:: Material provided ::

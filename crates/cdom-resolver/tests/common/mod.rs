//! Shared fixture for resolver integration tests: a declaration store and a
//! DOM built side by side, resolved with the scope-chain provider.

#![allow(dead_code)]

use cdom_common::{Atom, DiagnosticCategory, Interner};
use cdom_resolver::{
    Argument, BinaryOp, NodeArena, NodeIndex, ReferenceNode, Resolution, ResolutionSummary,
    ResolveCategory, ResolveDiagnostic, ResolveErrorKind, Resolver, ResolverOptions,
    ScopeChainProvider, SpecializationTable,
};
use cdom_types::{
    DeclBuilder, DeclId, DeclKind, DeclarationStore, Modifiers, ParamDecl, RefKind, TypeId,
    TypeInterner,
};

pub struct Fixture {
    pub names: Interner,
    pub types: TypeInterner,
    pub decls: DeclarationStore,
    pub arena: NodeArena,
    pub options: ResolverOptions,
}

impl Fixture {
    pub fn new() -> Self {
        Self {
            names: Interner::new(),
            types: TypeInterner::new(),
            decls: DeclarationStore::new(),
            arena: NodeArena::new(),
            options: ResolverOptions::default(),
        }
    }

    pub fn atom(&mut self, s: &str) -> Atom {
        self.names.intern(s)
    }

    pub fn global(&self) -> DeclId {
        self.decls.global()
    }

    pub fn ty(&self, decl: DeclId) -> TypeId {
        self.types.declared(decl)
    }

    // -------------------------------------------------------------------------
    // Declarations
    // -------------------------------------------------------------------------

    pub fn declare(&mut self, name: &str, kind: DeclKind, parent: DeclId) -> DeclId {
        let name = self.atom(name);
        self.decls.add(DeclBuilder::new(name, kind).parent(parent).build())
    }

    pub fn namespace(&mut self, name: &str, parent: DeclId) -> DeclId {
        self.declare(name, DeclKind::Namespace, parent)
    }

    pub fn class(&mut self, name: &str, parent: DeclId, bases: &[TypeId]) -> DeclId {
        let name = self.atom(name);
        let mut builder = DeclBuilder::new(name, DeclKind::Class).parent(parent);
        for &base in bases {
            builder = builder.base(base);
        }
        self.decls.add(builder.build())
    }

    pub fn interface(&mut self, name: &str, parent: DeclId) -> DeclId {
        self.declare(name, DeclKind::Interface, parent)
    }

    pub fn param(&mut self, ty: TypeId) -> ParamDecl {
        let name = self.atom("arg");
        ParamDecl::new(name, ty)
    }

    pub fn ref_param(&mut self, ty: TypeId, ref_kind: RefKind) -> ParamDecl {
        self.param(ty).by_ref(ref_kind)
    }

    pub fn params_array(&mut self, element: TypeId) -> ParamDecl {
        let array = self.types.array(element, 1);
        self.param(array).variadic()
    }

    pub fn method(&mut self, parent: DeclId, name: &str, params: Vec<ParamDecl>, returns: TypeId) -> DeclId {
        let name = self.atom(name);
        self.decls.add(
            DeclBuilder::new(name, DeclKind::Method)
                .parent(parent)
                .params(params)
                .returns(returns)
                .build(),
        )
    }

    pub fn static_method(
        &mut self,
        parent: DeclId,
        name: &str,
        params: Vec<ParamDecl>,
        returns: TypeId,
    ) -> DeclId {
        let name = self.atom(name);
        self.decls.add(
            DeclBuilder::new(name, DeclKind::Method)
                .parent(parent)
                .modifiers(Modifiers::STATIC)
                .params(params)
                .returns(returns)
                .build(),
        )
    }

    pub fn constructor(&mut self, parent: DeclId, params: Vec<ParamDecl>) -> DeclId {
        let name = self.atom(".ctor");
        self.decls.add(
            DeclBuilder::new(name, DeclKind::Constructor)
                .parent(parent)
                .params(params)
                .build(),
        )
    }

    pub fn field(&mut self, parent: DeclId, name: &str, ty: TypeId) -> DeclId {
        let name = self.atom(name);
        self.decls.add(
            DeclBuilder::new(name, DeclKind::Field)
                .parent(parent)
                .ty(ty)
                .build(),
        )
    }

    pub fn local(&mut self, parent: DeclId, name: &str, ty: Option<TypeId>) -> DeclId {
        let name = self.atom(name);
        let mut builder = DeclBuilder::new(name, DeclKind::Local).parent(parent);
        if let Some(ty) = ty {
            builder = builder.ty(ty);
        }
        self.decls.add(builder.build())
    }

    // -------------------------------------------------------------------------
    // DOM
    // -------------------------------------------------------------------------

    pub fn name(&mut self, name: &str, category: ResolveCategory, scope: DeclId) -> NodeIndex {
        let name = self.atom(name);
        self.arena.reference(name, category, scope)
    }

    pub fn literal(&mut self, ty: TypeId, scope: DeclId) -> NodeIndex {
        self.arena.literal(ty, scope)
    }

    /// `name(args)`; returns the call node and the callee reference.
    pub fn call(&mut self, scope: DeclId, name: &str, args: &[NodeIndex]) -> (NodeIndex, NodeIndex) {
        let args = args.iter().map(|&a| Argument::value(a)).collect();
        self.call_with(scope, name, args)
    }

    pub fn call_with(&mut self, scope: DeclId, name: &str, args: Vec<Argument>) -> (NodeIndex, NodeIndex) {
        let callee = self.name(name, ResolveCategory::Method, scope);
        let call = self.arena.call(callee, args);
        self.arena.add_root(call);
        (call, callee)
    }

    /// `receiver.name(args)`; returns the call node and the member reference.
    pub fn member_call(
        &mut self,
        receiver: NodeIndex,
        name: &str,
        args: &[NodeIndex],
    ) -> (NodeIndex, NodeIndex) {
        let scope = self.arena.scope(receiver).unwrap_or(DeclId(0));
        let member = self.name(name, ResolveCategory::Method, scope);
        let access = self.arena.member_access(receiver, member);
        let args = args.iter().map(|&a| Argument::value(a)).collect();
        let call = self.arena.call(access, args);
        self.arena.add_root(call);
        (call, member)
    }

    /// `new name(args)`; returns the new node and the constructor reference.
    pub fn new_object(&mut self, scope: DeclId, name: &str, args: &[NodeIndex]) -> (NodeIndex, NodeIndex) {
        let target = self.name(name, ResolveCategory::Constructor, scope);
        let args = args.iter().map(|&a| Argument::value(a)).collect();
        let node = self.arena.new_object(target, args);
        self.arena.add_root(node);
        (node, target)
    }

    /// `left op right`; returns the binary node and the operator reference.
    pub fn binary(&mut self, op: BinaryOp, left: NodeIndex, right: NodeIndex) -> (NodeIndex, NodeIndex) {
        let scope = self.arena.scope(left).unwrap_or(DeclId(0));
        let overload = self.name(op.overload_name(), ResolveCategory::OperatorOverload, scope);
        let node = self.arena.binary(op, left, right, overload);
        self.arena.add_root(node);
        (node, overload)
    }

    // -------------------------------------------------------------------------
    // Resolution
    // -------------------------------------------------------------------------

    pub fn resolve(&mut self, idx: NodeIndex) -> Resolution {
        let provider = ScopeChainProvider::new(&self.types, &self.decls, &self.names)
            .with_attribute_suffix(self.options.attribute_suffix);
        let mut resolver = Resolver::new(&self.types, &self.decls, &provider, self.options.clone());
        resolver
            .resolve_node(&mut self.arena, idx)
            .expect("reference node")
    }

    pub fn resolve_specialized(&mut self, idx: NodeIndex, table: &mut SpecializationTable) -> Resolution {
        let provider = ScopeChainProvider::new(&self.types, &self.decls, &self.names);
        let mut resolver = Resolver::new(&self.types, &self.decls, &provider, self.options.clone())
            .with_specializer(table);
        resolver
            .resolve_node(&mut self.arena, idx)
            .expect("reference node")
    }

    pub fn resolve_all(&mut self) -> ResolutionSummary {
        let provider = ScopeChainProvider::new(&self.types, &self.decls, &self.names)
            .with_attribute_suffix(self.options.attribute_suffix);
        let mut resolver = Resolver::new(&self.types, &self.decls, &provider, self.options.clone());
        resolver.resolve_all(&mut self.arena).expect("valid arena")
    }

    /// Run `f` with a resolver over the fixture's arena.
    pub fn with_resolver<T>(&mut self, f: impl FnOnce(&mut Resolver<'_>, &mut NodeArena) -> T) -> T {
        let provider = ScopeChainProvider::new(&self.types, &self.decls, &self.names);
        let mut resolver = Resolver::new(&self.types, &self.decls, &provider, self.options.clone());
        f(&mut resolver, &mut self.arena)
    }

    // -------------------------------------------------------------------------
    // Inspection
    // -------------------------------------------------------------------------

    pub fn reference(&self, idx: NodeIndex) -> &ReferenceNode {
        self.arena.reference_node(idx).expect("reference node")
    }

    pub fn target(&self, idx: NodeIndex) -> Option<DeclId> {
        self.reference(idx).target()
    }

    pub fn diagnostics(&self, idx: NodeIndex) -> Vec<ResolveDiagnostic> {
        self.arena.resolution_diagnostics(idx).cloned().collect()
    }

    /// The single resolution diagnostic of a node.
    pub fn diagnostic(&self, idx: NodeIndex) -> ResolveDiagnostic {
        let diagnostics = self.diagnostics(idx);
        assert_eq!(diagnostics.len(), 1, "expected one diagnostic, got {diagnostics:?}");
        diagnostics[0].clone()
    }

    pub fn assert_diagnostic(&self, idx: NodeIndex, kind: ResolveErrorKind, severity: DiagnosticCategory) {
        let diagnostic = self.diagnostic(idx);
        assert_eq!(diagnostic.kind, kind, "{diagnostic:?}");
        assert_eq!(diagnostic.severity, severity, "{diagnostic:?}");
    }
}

:::
:: Material provided ::

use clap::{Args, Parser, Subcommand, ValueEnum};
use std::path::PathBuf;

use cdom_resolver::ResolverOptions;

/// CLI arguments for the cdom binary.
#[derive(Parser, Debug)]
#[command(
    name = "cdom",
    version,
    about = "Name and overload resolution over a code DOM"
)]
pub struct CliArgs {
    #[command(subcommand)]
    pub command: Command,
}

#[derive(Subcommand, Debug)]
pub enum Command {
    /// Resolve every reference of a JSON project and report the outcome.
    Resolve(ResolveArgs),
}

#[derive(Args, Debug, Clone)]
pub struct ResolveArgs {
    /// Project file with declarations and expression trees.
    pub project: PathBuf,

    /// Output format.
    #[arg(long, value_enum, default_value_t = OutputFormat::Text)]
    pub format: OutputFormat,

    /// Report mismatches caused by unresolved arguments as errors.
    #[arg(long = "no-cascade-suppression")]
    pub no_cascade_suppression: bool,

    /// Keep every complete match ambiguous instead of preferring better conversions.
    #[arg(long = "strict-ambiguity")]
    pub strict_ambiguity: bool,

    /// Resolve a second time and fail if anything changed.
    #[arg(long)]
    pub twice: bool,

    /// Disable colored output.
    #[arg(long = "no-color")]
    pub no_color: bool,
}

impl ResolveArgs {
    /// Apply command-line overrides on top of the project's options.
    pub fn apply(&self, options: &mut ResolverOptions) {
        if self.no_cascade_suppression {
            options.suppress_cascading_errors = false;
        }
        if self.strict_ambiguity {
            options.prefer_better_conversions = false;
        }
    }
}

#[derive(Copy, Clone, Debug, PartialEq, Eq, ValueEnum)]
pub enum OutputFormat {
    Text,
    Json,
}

:::

Exercise =
Whenever a line of the data includes the word "TypeInterner", show that line in full.

Finished task =
    TypeInterner,
    pub types: TypeInterner,
            types: TypeInterner::new(),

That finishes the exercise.